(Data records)
"""
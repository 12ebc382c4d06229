//! ventdir-server: HTTP API for the directory site
//!
//! JSON endpoints for search, nearby results, listings, reviews, claims and
//! feedback, plus the XML sitemaps. Data lives in Postgres; radius math and
//! aggregate queries are stored functions called by name.

pub mod db;
pub mod geocode;
pub mod http;
pub mod models;
pub mod search;

pub use geocode::{Geocoder, ZippopotamGeocoder};
pub use http::{run_server, AppState, ServerConfig};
"""
• [Action item]: Give the records again, unchanged and complete.

• [Solution to the problem]:
repository 12ebc382c4d06229
//! ventdir-server: HTTP API for the directory site
//!
//! JSON endpoints for search, nearby results, listings, reviews, claims and
//! feedback, plus the XML sitemaps. Data lives in Postgres; radius math and
//! aggregate queries are stored functions called by name.

pub mod db;
pub mod geocode;
pub mod http;
pub mod models;
pub mod search;

pub use geocode::{Geocoder, ZippopotamGeocoder};
pub use http::{run_server, AppState, ServerConfig};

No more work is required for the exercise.